103. Currently, there is no check for producer liveness. This means that if
a producer has not been sending transactional requests for a long time, its
appId will be expired by the coordinator. Have we considered having
producers sending heartbeatRequest just like the consumer to keep it alive?

104. The logic for handling follower truncation can be a bit tricker now.
The truncation may rewind the sequence number for some pids. The question
is how to quickly recover the last sequence number of those pids. Do we
plan to reload from a PID snapshot and scan forward?

105. When the transaction coordinator changes (due to leadership changes),
it's possible for both the old and the new coordinator sending requests to
a broker at the same time (for a short period of time). I am wondering if
we need to add logic to fence off the old coordinator. One way to do that
is to include the leaderEpoch of the partition associated with the
coordinator in the coordinator to broker request and control messages.

106. Compacted topics.
106.1. When all messages in a transaction are removed, we could remove the
commit/abort marker for that transaction too. However, we have to be a bit
careful. If the marker is removed too quickly, it's possible for a consumer
to see a message in that transaction, but not to see the marker, and
therefore will be stuck in that transaction forever. We have a similar
issue when dealing with tombstones.

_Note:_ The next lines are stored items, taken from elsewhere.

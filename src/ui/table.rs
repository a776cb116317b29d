use tabled::{settings::Style, Table, Tabled};

#[derive(Tabled)]
pub struct TableRow {
    #[tabled(rename = "Measurement")]
    pub metric: String,
    #[tabled(rename = "Value")]
    pub value: String,
}

#[derive(Default)]
pub struct TableBuilder {
    rows: Vec<TableRow>,
}

impl TableBuilder {
    pub fn new() -> Self {
        Self::default()
    }

    pub fn add_row(&mut self, label: &str, value: &str) {
        self.rows.push(TableRow {
            metric: label.to_string(),
            value: value.to_string(),
        });
    }

    pub fn build(&self) -> String {
        if self.rows.is_empty() {
            return String::new();
        }
        Table::new(&self.rows).with(Style::rounded()).to_string()
    }
}

/// Two-column table of connectivity measurements.
pub fn metrics_table(rows: &[(&str, String)]) -> String {
    let mut builder = TableBuilder::new();
    for (label, value) in rows {
        builder.add_row(label, value);
    }
    builder.build()
}
use indicatif::ProgressBar;
use std::time::Duration;

/// Spinner on stderr while a search runs. Stays hidden off a terminal.
pub struct Spinner {
    pb: ProgressBar,
}

impl Spinner {
    pub fn new(message: &str) -> Self {
        let pb = if console::Term::stderr().is_term() {
            let pb = ProgressBar::new_spinner();
            pb.enable_steady_tick(Duration::from_millis(100));
            pb
        } else {
            ProgressBar::hidden()
        };
        pb.set_message(message.to_string());
        Self { pb }
    }

    pub fn set_message(&self, msg: &str) {
        self.pb.set_message(msg.to_string());
    }

    pub fn finish(&self) {
        self.pb.finish_and_clear();
    }
}
//! Core adapter framework
//!
//! Defines the trait front-end parsers implement and the registry that picks
//! one by file extension.

use crate::syntax::SyntaxTree;
use crate::{Error, Result};
use std::path::Path;

/// Trait for language adapters
///
/// Each language adapter is responsible for:
/// 1. Identifying files it can parse
/// 2. Parsing source text with its grammar
/// 3. Lowering the concrete tree into a [`SyntaxTree`]
pub trait LanguageAdapter: Send + Sync {
    /// Get the language name (for display)
    fn language_name(&self) -> &str;

    /// Get file extensions this adapter handles
    fn file_extensions(&self) -> &[&str];

    /// Check if this adapter can handle a file
    fn can_handle(&self, path: &Path) -> bool {
        if let Some(ext) = path.extension().and_then(|e| e.to_str()) {
            self.file_extensions().contains(&ext)
        } else {
            false
        }
    }

    /// Parse source text into a syntax tree.
    ///
    /// Fails with [`Error::MalformedSyntax`] when the grammar reports errors.
    fn parse(&self, path: &Path, content: &str) -> Result<SyntaxTree>;
}

/// Registry of language adapters
#[derive(Default)]
pub struct AdapterRegistry {
    adapters: Vec<Box<dyn LanguageAdapter>>,
}

impl AdapterRegistry {
    /// Create a new empty registry
    pub fn new() -> Self {
        Self::default()
    }

    /// Register an adapter
    pub fn register(&mut self, adapter: impl LanguageAdapter + 'static) {
        self.adapters.push(Box::new(adapter));
    }

    /// Find an adapter for a file
    pub fn find_adapter(&self, path: &Path) -> Option<&dyn LanguageAdapter> {
        self.adapters
            .iter()
            .find(|a| a.can_handle(path))
            .map(|a| a.as_ref())
    }

    /// Extensions handled by any registered adapter
    pub fn extensions(&self) -> Vec<&str> {
        self.adapters
            .iter()
            .flat_map(|a| a.file_extensions().iter().copied())
            .collect()
    }

    /// Read and parse a unit from disk using the appropriate adapter
    pub fn load(&self, path: &Path) -> Result<SyntaxTree> {
        let adapter = self
            .find_adapter(path)
            .ok_or_else(|| Error::Adapter(format!("no adapter for {}", path.display())))?;
        let content = std::fs::read_to_string(path).map_err(|source| Error::UnreadableSource {
            path: path.to_path_buf(),
            source,
        })?;
        adapter.parse(path, &content)
    }
}

/// Create a default registry with all built-in adapters
pub fn default_registry() -> AdapterRegistry {
    let mut registry = AdapterRegistry::new();
    registry.register(super::python::PythonAdapter::new());
    registry
}
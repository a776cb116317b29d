//! Language Adapter Framework
//!
//! Each language provides a Tree-sitter grammar and lowers its concrete tree
//! into the neutral [`crate::syntax::SyntaxTree`]. The graph engine never sees
//! language-specific syntax.

pub mod framework;
pub mod python;

pub use framework::{default_registry, AdapterRegistry, LanguageAdapter};
pub use python::PythonAdapter;
//! Connectivity analytics
//!
//! Copies the primary part of a call graph into a `petgraph` digraph and
//! measures how tangled it is. Secondary nodes are left out so modules that
//! were only crawled do not dilute the numbers.

use petgraph::algo::{connected_components, tarjan_scc};
use petgraph::graph::{DiGraph, NodeIndex};
use petgraph::unionfind::UnionFind;
use petgraph::visit::EdgeRef;
use petgraph::Direction as Flow;
use serde::Serialize;
use std::collections::HashMap;

use crate::graph::{CallGraph, Direction};
use crate::node::{NodeId, NodeIdx};

/// Measurements over the non-secondary call graph.
#[derive(Debug, Clone, PartialEq, Serialize)]
pub struct ConnectivityReport {
    pub nodes: usize,
    pub edges: usize,
    pub mean_degree: f64,
    pub max_degree: usize,
    /// `degree_histogram[d]` is the number of nodes with degree `d`
    pub degree_histogram: Vec<usize>,
    pub density: f64,
    pub components: usize,
    pub is_connected: bool,
    pub isolated: usize,
    pub connected_pairs: usize,
    pub potential_pairs: usize,
    /// Strongly connected groups with more than one node or a self-loop
    pub cycle_groups: usize,
    pub largest_cycle_group: usize,
}

impl ConnectivityReport {
    /// Share of node pairs joined by some path, ignoring direction.
    pub fn coverage(&self) -> f64 {
        if self.potential_pairs == 0 {
            0.0
        } else {
            self.connected_pairs as f64 / self.potential_pairs as f64
        }
    }

    /// Label/value pairs for tabular display.
    pub fn rows(&self) -> Vec<(&'static str, String)> {
        vec![
            ("Functions", self.nodes.to_string()),
            ("Calls", self.edges.to_string()),
            ("Mean degree", format!("{:.2}", self.mean_degree)),
            ("Max degree", self.max_degree.to_string()),
            ("Degree histogram", format!("{:?}", self.degree_histogram)),
            ("Density", format!("{:.4}", self.density)),
            ("Components", self.components.to_string()),
            ("Is connected", self.is_connected.to_string()),
            ("Isolated", self.isolated.to_string()),
            (
                "Connected pairs",
                format!(
                    "{}/{} ({:.1}%)",
                    self.connected_pairs,
                    self.potential_pairs,
                    self.coverage() * 100.0
                ),
            ),
            ("Cycle groups", self.cycle_groups.to_string()),
            ("Largest cycle group", self.largest_cycle_group.to_string()),
        ]
    }
}

/// The primary nodes of `graph` as a petgraph digraph.
///
/// Edges point from caller to callee, or the other way when `direction` is
/// [`Direction::Dependencies`], matching how the listing reads.
pub fn to_petgraph(graph: &CallGraph, direction: Direction) -> DiGraph<NodeId, ()> {
    let mut out = DiGraph::new();
    let mut index: HashMap<NodeIdx, NodeIndex> = HashMap::new();
    for (idx, node) in graph.nodes().filter(|(_, n)| !n.is_secondary()) {
        index.insert(idx, out.add_node(node.id().clone()));
    }
    for (idx, node) in graph.nodes() {
        let Some(&from) = index.get(&idx) else { continue };
        for callee in node.dependencies() {
            if let Some(&to) = index.get(callee) {
                match direction {
                    Direction::Dependents => out.add_edge(from, to, ()),
                    Direction::Dependencies => out.add_edge(to, from, ()),
                };
            }
        }
    }
    out
}

pub fn analyze(graph: &CallGraph, direction: Direction) -> ConnectivityReport {
    let g = to_petgraph(graph, direction);
    let n = g.node_count();

    let degrees: Vec<usize> = g
        .node_indices()
        .map(|i| g.edges_directed(i, Flow::Outgoing).count() + g.edges_directed(i, Flow::Incoming).count())
        .collect();
    let max_degree = degrees.iter().copied().max().unwrap_or(0);
    let mut degree_histogram = vec![0; if n == 0 { 0 } else { max_degree + 1 }];
    for &d in &degrees {
        degree_histogram[d] += 1;
    }

    let mut sets = UnionFind::new(n);
    for edge in g.edge_references() {
        sets.union(edge.source().index(), edge.target().index());
    }
    let mut sizes: HashMap<usize, usize> = HashMap::new();
    for i in 0..n {
        *sizes.entry(sets.find(i)).or_default() += 1;
    }
    let components = connected_components(&g);
    let connected_pairs = sizes.values().map(|s| s * s.saturating_sub(1) / 2).sum();

    let cycles: Vec<usize> = tarjan_scc(&g)
        .into_iter()
        .filter(|scc| scc.len() > 1 || g.contains_edge(scc[0], scc[0]))
        .map(|scc| scc.len())
        .collect();

    ConnectivityReport {
        nodes: n,
        edges: g.edge_count(),
        mean_degree: if n == 0 { 0.0 } else { degrees.iter().sum::<usize>() as f64 / n as f64 },
        max_degree,
        degree_histogram,
        density: if n < 2 { 0.0 } else { g.edge_count() as f64 / (n * (n - 1)) as f64 },
        components,
        is_connected: components == 1,
        isolated: degrees.iter().filter(|&&d| d == 0).count(),
        connected_pairs,
        potential_pairs: n * n.saturating_sub(1) / 2,
        cycle_groups: cycles.len(),
        largest_cycle_group: cycles.into_iter().max().unwrap_or(0),
    }
}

The solution is to preserve the
tombstone for at least a preconfigured amount of time after the cleaning
has passed the tombstone. Then, as long as a consumer can finish reading to
the cleaning point within the configured amount of time, it's guaranteed
not to miss the tombstone after it has seen a non-tombstone message on the
same key. I am wondering if we should do something similar here.
106.2. "To address this problem, we propose to preserve the last epoch and
sequence number written by each producer for a fixed amount of time as an
empty message set. This is allowed by the new message format we are
proposing in this document. The time to preserve the sequence number will
be governed by the log retention settings. " Could you be a bit more
specific on what retention time will be used since by default, there is no
retention time for compacted (but not delete) topic?
106.3 "As for control messages, if the broker does not have any
corresponding transaction cached with the PID when encountering a control
message, that message can be safely removed."
Do controlled messages have keys? If not, do we need to relax the
constraint that messages in a compacted topic must have keys?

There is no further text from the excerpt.